Your candidate outreach has netted some very strong resumes. As you begin the evaluation process, remember that the most skilled candidates are likely to be in the running for positions with other companies. Your goal shouldn't be to simply cut the time you spend on the evaluation process, but instead to make sure that its most time-consuming aspects, such as interviews, are expended only on the best candidates. The more quickly you reach the strongest professionals for the job, the greater your ability to add productive members to your team.

The important thing for small businesses is to have a candidate evaluation action plan in place before resumes begin to arrive.

Following are some general guidelines for your evaluation process.

1. Develop an evaluation system that moves top candidates along quickly

Expedite getting in-demand candidates in for interviews and introductions to key members of your team. If you and your team are impressed by their evident fit for the position, and their references are solid, move toward making an offer they can’t refuse.

2. Fine-tune your measurement tools

The evaluation process should include a set of specific criteria to use as the basis for your decisions. Otherwise, you run the risk of making decisions based on factors that may have no bearing on the work skills and personality you need for the position.

Pro tip: If you haven't considered the following four questions, you're not ready to start the applicant evaluation process.

  • What are the prerequisites? These should track with the qualifications listed in the job description, assuming the description is targeted and carefully thought out.
  • What are the special requirements? Think of the unique qualifications your company needs for the position, such as certifications or special education. If you own a public accounting firm, for example, you would most likely consider only applicants with a valid CPA credential.
  • Which attributes are critical? What experience and skill set are necessary to be a top performer in this particular position? If your business depends on telemarketing, for instance, some people will be better than others at engaging the interest of the people they call.
  • What about attitude? What type of demeanor is needed for the role in order for the new employee to be most effective? One example might be their ability to not let repeated sales rejections wear down their stamina. Identify those attributes that you feel will produce superior performance in functions critical to your small business's competitive strength and look for these attributes in prospective employees.
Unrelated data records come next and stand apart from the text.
//! Insert-or-replace of sleep records keyed by calendar date
//!
//! A collection holds at most one record per date. Replacing keeps the
//! existing record's position, inserting appends. Nothing is sorted.

use serde::{Deserialize, Serialize};
use std::fmt;

use crate::models::SleepRecord;

/// What the upsert did with the new record
#[derive(Debug, Clone, Copy, PartialEq, Eq, Serialize, Deserialize)]
#[serde(rename_all = "lowercase")]
pub enum UpsertOutcome {
    /// No record existed for the date; appended
    Inserted,
    /// A record for the date was replaced in place
    Updated,
}

impl fmt::Display for UpsertOutcome {
    fn fmt(&self, f: &mut fmt::Formatter<'_>) -> fmt::Result {
        match self {
            UpsertOutcome::Inserted => write!(f, "inserted"),
            UpsertOutcome::Updated => write!(f, "updated"),
        }
    }
}

/// Merge `new_record` into `records`, last write wins per date
///
/// Assumes `records` already holds at most one record per date.
pub fn upsert(
    mut records: Vec<SleepRecord>,
    new_record: SleepRecord,
) -> (Vec<SleepRecord>, UpsertOutcome) {
    match records.iter().position(|r| r.date == new_record.date) {
        Some(index) => {
            records[index] = new_record;
            (records, UpsertOutcome::Updated)
        }
        None => {
            records.push(new_record);
            (records, UpsertOutcome::Inserted)
        }
    }
}

#[cfg(test)]
mod tests {
    use super::*;
    use crate::models::{parse_clock, SleepQuality};
    use chrono::NaiveDate;
    use proptest::prelude::*;
    use std::collections::HashSet;

    fn record(day: u32, bed: &str, wake: &str, quality: i64) -> SleepRecord {
        SleepRecord::new(
            NaiveDate::from_ymd_opt(2024, 3, day).unwrap(),
            parse_clock(bed).unwrap(),
            parse_clock(wake).unwrap(),
            SleepQuality::new(quality).unwrap(),
        )
    }

    #[test]
    fn test_insert_appends() {
        let existing = vec![record(2, "23:00", "07:00", 3)];
        let (records, outcome) = upsert(existing, record(1, "22:00", "06:00", 4));

        assert_eq!(outcome, UpsertOutcome::Inserted);
        assert_eq!(records.len(), 2);
        assert_eq!(records[1].date.to_string(), "2024-03-01");
    }

    #[test]
    fn test_update_replaces_in_place() {
        let existing = vec![
            record(1, "23:00", "07:00", 3),
            record(2, "23:00", "07:00", 3),
            record(3, "23:00", "07:00", 3),
        ];
        let replacement = record(2, "01:00", "05:00", 1);
        let (records, outcome) = upsert(existing, replacement.clone());

        assert_eq!(outcome, UpsertOutcome::Updated);
        assert_eq!(records.len(), 3);
        assert_eq!(records[1], replacement);
        assert_eq!(records[1].sleep_duration_hours, 4.0);
    }

    #[test]
    fn test_insert_into_empty() {
        let (records, outcome) = upsert(Vec::new(), record(5, "23:00", "07:00", 5));
        assert_eq!(outcome, UpsertOutcome::Inserted);
        assert_eq!(records.len(), 1);
    }

    #[test]
    fn test_reapplying_is_noop() {
        let existing = vec![record(1, "23:00", "07:00", 3)];
        let x = record(2, "22:30", "06:30", 4);

        let (once, first) = upsert(existing, x.clone());
        let (twice, second) = upsert(once.clone(), x);

        assert_eq!(first, UpsertOutcome::Inserted);
        assert_eq!(second, UpsertOutcome::Updated);
        assert_eq!(once, twice);
    }

    fn observation() -> impl Strategy<Value = SleepRecord> {
        (1u32..=10, 0u32..24, 0u32..24, 1i64..=5).prop_map(|(day, bed, wake, q)| {
            record(day, &format!("{:02}:00", bed), &format!("{:02}:30", wake), q)
        })
    }

    proptest! {
        #[test]
        fn test_dates_stay_unique(sequence in prop::collection::vec(observation(), 0..40)) {
            let mut records = Vec::new();
            for r in sequence.iter().cloned() {
                records = upsert(records, r).0;
            }

            let distinct: HashSet<_> = sequence.iter().map(|r| r.date).collect();
            let stored: HashSet<_> = records.iter().map(|r| r.date).collect();
            prop_assert_eq!(records.len(), distinct.len());
            prop_assert_eq!(stored, distinct);

            // Last write wins for every date
            for r in &records {
                let last = sequence.iter().rev().find(|s| s.date == r.date).unwrap();
                prop_assert_eq!(r, last);
            }
        }

        #[test]
        fn test_idempotent(sequence in prop::collection::vec(observation(), 0..20), x in observation()) {
            let mut records = Vec::new();
            for r in sequence {
                records = upsert(records, r).0;
            }
            let (once, _) = upsert(records, x.clone());
            let (twice, outcome) = upsert(once.clone(), x);
            prop_assert_eq!(outcome, UpsertOutcome::Updated);
            prop_assert_eq!(once, twice);
        }
    }
}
3. Narrow the list of applicants

Here's a basic overview of the evaluation process when reviewing resumes and considering top candidates:

  • Scan resumes first for basic qualifications. If you do a good job of communicating the job's qualifications to your recruiter or in your posting, you shouldn't get too many responses from unqualified candidates. For example, if you're seeking to hire a medical technician who will be working on equipment that requires a license, eliminate applicants without this license.
  • Look for more specific criteria. After you eliminate unqualified candidates, focus on more specific hiring criteria, such as strong organizational skills, supervisory experience or a good driving record. The more detailed candidates are in their descriptions of their responsibilities and accomplishments in previous jobs, the more reliable (as a rule) the information is.
  • Consider career trajectory. The applicant’s work history should show a steady progression into greater responsibility and more important positions. But don’t go by job titles alone; look at what the candidate actually did and what skills she acquired. Assess how important the work was to the company involved.
  • Identify top candidates. At this point, you probably want to separate the wheat from the chaff, which means establishing a separate file for each of the applicants who pass the initial evaluation.
  • Narrow your list further. Your next move depends on how many applicants remain. If you have only a few, you may want to invite them all to come in for an interview. If you have more applicants than you can handle, consider adding yet another evaluating tool. Many hiring managers find that a phone conversation is very helpful at this stage.
  • Consider an aptitude test. If used correctly and in the right situations, a pre-employment test can help you evaluate job candidates objectively for basic skills (such as software proficiency), assess acquired knowledge and qualifications, and gauge aptitude for certain jobs.